The Honeychecks stayed. And somewhere along the way, in their golden years, something happened to the sisters, something that slipped past relatives and friends.
霍尼切克姐妹留下來了。在她們?nèi)松狞S金歲月里,在她們?nèi)松哪硞€地方,發(fā)生了一件事,一件從親友身邊悄悄溜走的事。
In that house, they closed the blinds and shut the doors.
在那所房子里,她們關(guān)上了百葉窗和門。
They ordered takeout and had groceries delivered.
他們叫了外賣,還叫人送了雜貨。
No one stepped foot through the door: Not family. Not the boy who used to deliver their food. Not friends who gave them rides.
沒有人踏進這扇門:沒有家人。不是那個送食物的男孩。不是載她們的朋友。
The Honeycheck sisters slowly slipped into an abyss of hoarding and squalor.
Nobody noticed, until it was too late.
霍尼切克姐妹慢慢地陷入了囤積和骯臟的深淵。沒有人注意到,直到為時已晚。
"No one should have to live like this. No one should die like this," Kajma said while poring through the clutter one Sunday afternoon in a hazmat suit, banging on the walls with a crow bar to scare the rats away. "We suspected that they were hoarders. But I never imagined the degree of hoarding. It's unfathomable."

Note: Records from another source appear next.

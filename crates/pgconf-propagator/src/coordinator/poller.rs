// Copyright (C) 2025 SyncMyOrders Sp. z o.o.
// SPDX-License-Identifier: AGPL-3.0-or-later
//! Pending-restart polling.

use std::time::Duration;

use tracing::{info, warn};

use super::CoordinatorClient;
use crate::retry::RetryPolicy;

/// Watches the member status for a pending restart.
#[derive(Debug, Clone)]
pub struct RestartPoller {
    client: CoordinatorClient,
    retry: RetryPolicy,
}

impl RestartPoller {
    pub fn new(client: CoordinatorClient, retry: RetryPolicy) -> Self {
        Self { client, retry }
    }

    /// Poll up to `iterations` times, sleeping `interval` before each check.
    ///
    /// Returns `true` on the first positive reading. A check that still fails
    /// after the retry policy counts as "not pending" for that iteration.
    pub async fn poll_pending_restart(&self, iterations: u32, interval: Duration) -> bool {
        for iteration in 1..=iterations {
            tokio::time::sleep(interval).await;

            match self
                .retry
                .run("restart state check", || self.client.member_status())
                .await
            {
                Ok(status) => {
                    info!(
                        iteration,
                        pending_restart = status.pending_restart,
                        state = status.state.as_deref().unwrap_or("unknown"),
                        "Checking restart state"
                    );
                    if status.pending_restart {
                        return true;
                    }
                }
                Err(e) => {
                    warn!(iteration, error = %e, "Cannot read restart state");
                }
            }
        }
        false
    }
}

#[cfg(test)]
mod tests {
    use super::*;
    use crate::config::Credentials;
    use wiremock::matchers::{method, path};
    use wiremock::{Mock, MockServer, ResponseTemplate};

    fn poller(uri: &str) -> RestartPoller {
        let client = CoordinatorClient::new(
            uri,
            Credentials::new("patroni", "patroni"),
            Duration::from_secs(5),
        )
        .unwrap();
        RestartPoller::new(client, RetryPolicy::no_retry())
    }

    fn status(pending: bool) -> ResponseTemplate {
        ResponseTemplate::new(200).set_body_json(serde_json::json!({
            "state": "running",
            "role": "master",
            "pending_restart": pending
        }))
    }

    #[tokio::test]
    async fn test_stops_on_first_pending_reading() {
        let server = MockServer::start().await;

        Mock::given(method("GET"))
            .and(path("/"))
            .respond_with(status(true))
            .expect(1)
            .mount(&server)
            .await;

        assert!(
            poller(&server.uri())
                .poll_pending_restart(5, Duration::ZERO)
                .await
        );
    }

    #[tokio::test]
    async fn test_exhausts_budget_when_never_pending() {
        let server = MockServer::start().await;

        Mock::given(method("GET"))
            .and(path("/"))
            .respond_with(status(false))
            .expect(4)
            .mount(&server)
            .await;

        assert!(
            !poller(&server.uri())
                .poll_pending_restart(4, Duration::ZERO)
                .await
        );
    }

    #[tokio::test]
    async fn test_pending_on_third_poll() {
        let server = MockServer::start().await;

        Mock::given(method("GET"))
            .and(path("/"))
            .respond_with(status(false))
            .up_to_n_times(2)
            .expect(2)
            .mount(&server)
            .await;
        Mock::given(method("GET"))
            .and(path("/"))
            .respond_with(status(true))
            .expect(1)
            .mount(&server)
            .await;

        assert!(
            poller(&server.uri())
                .poll_pending_restart(5, Duration::ZERO)
                .await
        );
    }

    #[tokio::test]
    async fn test_missing_flag_counts_as_not_pending() {
        let server = MockServer::start().await;

        Mock::given(method("GET"))
            .and(path("/"))
            .respond_with(ResponseTemplate::new(200).set_body_json(serde_json::json!({})))
            .expect(2)
            .mount(&server)
            .await;

        assert!(
            !poller(&server.uri())
                .poll_pending_restart(2, Duration::ZERO)
                .await
        );
    }

    #[tokio::test]
    async fn test_failed_check_counts_as_not_pending() {
        let server = MockServer::start().await;

        Mock::given(method("GET"))
            .and(path("/"))
            .respond_with(ResponseTemplate::new(500).set_body_string("boom"))
            .up_to_n_times(1)
            .expect(1)
            .mount(&server)
            .await;
        Mock::given(method("GET"))
            .and(path("/"))
            .respond_with(status(true))
            .expect(1)
            .mount(&server)
            .await;

        assert!(
            poller(&server.uri())
                .poll_pending_restart(3, Duration::ZERO)
                .await
        );
    }

    #[tokio::test]
    async fn test_zero_iterations_makes_no_request() {
        let server = MockServer::start().await;

        Mock::given(method("GET"))
            .respond_with(status(true))
            .expect(0)
            .mount(&server)
            .await;

        assert!(
            !poller(&server.uri())
                .poll_pending_restart(0, Duration::ZERO)
                .await
        );
    }

    #[tokio::test]
    async fn test_sleeps_before_first_check() {
        let server = MockServer::start().await;

        Mock::given(method("GET"))
            .and(path("/"))
            .respond_with(status(true))
            .mount(&server)
            .await;

        let start = std::time::Instant::now();
        poller(&server.uri())
            .poll_pending_restart(1, Duration::from_millis(200))
            .await;
        assert!(start.elapsed() >= Duration::from_millis(200));
    }
}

“沒有人應(yīng)該這樣生活。沒有人應(yīng)該這樣死去,”一個周日的下午,卡伊瑪穿著防毒服,在雜亂的人群中穿行,一邊說,一邊用撬棍敲打著墻壁,把老鼠嚇跑。“我們懷疑他們是囤積者。但我從未想象過囤積的程度。是深不可測的。”
From the curb, however, all seemed fine. The house and porch were painted. The lawn was mowed. The bushes were trimmed. And when they left the house, the Honeycheck sisters were always put together.
然而,從路邊看,一切似乎都很好。房子和門廊都刷過漆。草坪被割了。灌木叢被修剪好了。當他們離開家的時候,霍尼切克的姐妹們總是聚在一起。

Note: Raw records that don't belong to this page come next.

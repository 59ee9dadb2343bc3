// Copyright (C) 2025 SyncMyOrders Sp. z o.o.
// SPDX-License-Identifier: AGPL-3.0-or-later
//! pgconf-propagator - apply a PostgreSQL property file to a Patroni member.
//!
//! Usage:
//!   pgconf-propagator propagate <SETTINGS_FILE>
//!   pgconf-propagator validate --conf-file <FILE> [--restart-pg true]

use std::path::PathBuf;
use std::process::ExitCode;

use clap::{Parser, Subcommand};
use tracing::{error, info, warn};

use pgconf_propagator::config::Config;
use pgconf_propagator::pipeline::Pipeline;

#[derive(Parser)]
#[command(name = "pgconf-propagator", about = "Reconcile PostgreSQL settings on a Patroni member")]
struct Cli {
    #[command(subcommand)]
    command: Command,
}

#[derive(Subcommand)]
enum Command {
    /// Submit changed settings to the cluster and restart the member if required
    Propagate {
        /// Property file with key=value settings
        settings_file: PathBuf,
    },
    /// Compare settings with the running engine without submitting them
    Validate {
        /// Property file with key=value settings
        #[arg(long = "conf-file")]
        conf_file: PathBuf,
        /// Restart the member if differing settings require it
        #[arg(long = "restart-pg", default_value = "false", action = clap::ArgAction::Set)]
        restart_pg: bool,
    },
}

fn init_tracing() {
    let default_level = match std::env::var("LOG_LEVEL").as_deref() {
        Ok("debug") => "debug",
        _ => "info",
    };

    tracing_subscriber::fmt()
        .with_env_filter(
            tracing_subscriber::EnvFilter::try_from_default_env()
                .unwrap_or_else(|_| format!("pgconf_propagator={}", default_level).into()),
        )
        .init();
}

#[tokio::main(flavor = "current_thread")]
async fn main() -> ExitCode {
    let cli = Cli::parse();

    // Load .env file if present
    let dotenv = dotenvy::dotenv();

    init_tracing();

    if let Err(e) = dotenv {
        warn!("No .env file loaded: {}", e);
    }

    match run(cli).await {
        Ok(code) => ExitCode::from(code),
        Err(e) => {
            error!("{:#}", e);
            ExitCode::FAILURE
        }
    }
}

async fn run(cli: Cli) -> anyhow::Result<u8> {
    let config = Config::from_env()?;

    info!(
        cluster = config.cluster_name.as_deref(),
        member = %config.member_name,
        poll_iterations = config.restart_poll.iterations,
        poll_interval_secs = config.restart_poll.interval.as_secs(),
        "Starting pgconf-propagator"
    );

    let pipeline = Pipeline::from_config(&config)?;

    let outcome = match cli.command {
        Command::Propagate { settings_file } => pipeline.propagate_file(&settings_file).await?,
        Command::Validate {
            conf_file,
            restart_pg,
        } => pipeline.validate_file(&conf_file, restart_pg).await?,
    };

    info!(outcome = ?outcome, exit_code = outcome.exit_code(), "Run finished");
    Ok(outcome.exit_code())
}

In a photo snapped at a church fundraiser one month before she died, Honeycheck is seen donning a well-coiffed hairdo, lipstick, earrings and a long gold necklace draping her navy top. She's clutching a $10 bill to buy a 50-50 raffle ticket to support St. Josephat Catholic Church, a historic landmark in Detroit.
在去世前一個月的一次教堂籌款活動上,霍妮切克被拍到梳著精心打理的發(fā)型,涂著口紅,戴著耳環(huán),一條長長的金項鏈垂在深藍色上衣上。她手里攥著一張10美元的鈔票,準備買一張50-50的彩票,以支持底特律歷史地標圣約瑟夫天主教堂。
"I know it’s an illness," said Kajma, 68, of Troy. "But if you met them on the street you’d never, ever know. If you looked at the outside of the house ... you’d never know that this nightmare was in here.”
“我知道這是一種疾病,”68歲的卡瑪說。“但如果你在街上遇到她們,你永遠也不會知道。如果你看看房子的外面……你永遠不會知道噩夢就在這里。”